As the lines appear below, please set them down exactly, starting at the first and finishing with the one containing "pub mod engine;".

□ □ □ □

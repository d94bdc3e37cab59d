//! Relationship-aware authorization for the staffing platform.
//!
//! A check flows one way: the [`PolicyEvaluator`] resolves
//! [`RelationshipFacts`] between the actor and the target, looks up the
//! [`RuleSet`] registered for the target's resource kind, and returns its
//! verdict. Denial is an ordinary `false`, never an error.

#![warn(missing_docs, clippy::pedantic)]

pub mod contracts;
pub mod decision;
pub mod engine;
pub mod integrations;
pub mod resolver;
pub mod rules;

pub use contracts::{PolicyRequest, Resource};
pub use decision::{PolicyDecision, Verdict};
pub use engine::{PolicyError, PolicyEvaluator, PolicyResult};
pub use integrations::{AccessError, AccessGate, AccessResult, InMemoryRecords, RecordSource};
pub use resolver::RelationshipFacts;
pub use rules::{AgencyPolicy, Clause, CompanyPersonPolicy, RuleSet};
//! Role variants held by actors.

use std::fmt::{self, Display, Formatter};
use std::str::FromStr;

use serde::{Deserialize, Serialize};

use crate::Error;

/// The single role carried by an actor.
#[derive(Clone, Copy, Debug, Eq, Hash, PartialEq, Ord, PartialOrd, Serialize, Deserialize)]
#[serde(rename_all = "snake_case")]
pub enum Role {
    /// Administers an agency and the companies it serves.
    AgencyAdmin,
    /// Agency staff member who sources jobs from companies.
    JobDeveloper,
    /// Agency staff member who works with job seekers.
    CaseManager,
    /// Agency staff member without a specialised role.
    AgencyPerson,
    /// Administers a single company.
    CompanyAdmin,
    /// Company staff member without administrative rights.
    CompanyPerson,
    /// Company point of contact for agencies.
    CompanyContact,
    /// Individual looking for placement; has no organization.
    JobSeeker,
}

/// Which kind of organization, if any, a role belongs to.
#[derive(Clone, Copy, Debug, Eq, PartialEq)]
pub enum RoleSide {
    /// Role requires an agency affiliation.
    Agency,
    /// Role requires a company affiliation.
    Company,
    /// Role carries no affiliation.
    Unaffiliated,
}

impl Role {
    /// Every role, in declaration order.
    pub const ALL: [Self; 8] = [
        Self::AgencyAdmin,
        Self::JobDeveloper,
        Self::CaseManager,
        Self::AgencyPerson,
        Self::CompanyAdmin,
        Self::CompanyPerson,
        Self::CompanyContact,
        Self::JobSeeker,
    ];

    /// Returns the organization side this role belongs to.
    #[must_use]
    pub const fn side(self) -> RoleSide {
        match self {
            Self::AgencyAdmin | Self::JobDeveloper | Self::CaseManager | Self::AgencyPerson => {
                RoleSide::Agency
            }
            Self::CompanyAdmin | Self::CompanyPerson | Self::CompanyContact => RoleSide::Company,
            Self::JobSeeker => RoleSide::Unaffiliated,
        }
    }

    /// Returns the snake_case name used in configuration and logs.
    #[must_use]
    pub const fn as_str(self) -> &'static str {
        match self {
            Self::AgencyAdmin => "agency_admin",
            Self::JobDeveloper => "job_developer",
            Self::CaseManager => "case_manager",
            Self::AgencyPerson => "agency_person",
            Self::CompanyAdmin => "company_admin",
            Self::CompanyPerson => "company_person",
            Self::CompanyContact => "company_contact",
            Self::JobSeeker => "job_seeker",
        }
    }
}

impl Display for Role {
    fn fmt(&self, f: &mut Formatter<'_>) -> fmt::Result {
        f.write_str(self.as_str())
    }
}

impl FromStr for Role {
    type Err = Error;

    fn from_str(s: &str) -> Result<Self, Self::Err> {
        Self::ALL
            .into_iter()
            .find(|role| role.as_str() == s)
            .ok_or_else(|| Error::UnknownRole(s.to_owned()))
    }
}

□ □ □ □

**Answer**.
repository d94bdc3e37cab59d
//! Relationship-aware authorization for the staffing platform.
//!
//! A check flows one way: the [`PolicyEvaluator`] resolves
//! [`RelationshipFacts`] between the actor and the target, looks up the
//! [`RuleSet`] registered for the target's resource kind, and returns its
//! verdict. Denial is an ordinary `false`, never an error.

#![warn(missing_docs, clippy::pedantic)]

pub mod contracts;
pub mod decision;
pub mod engine;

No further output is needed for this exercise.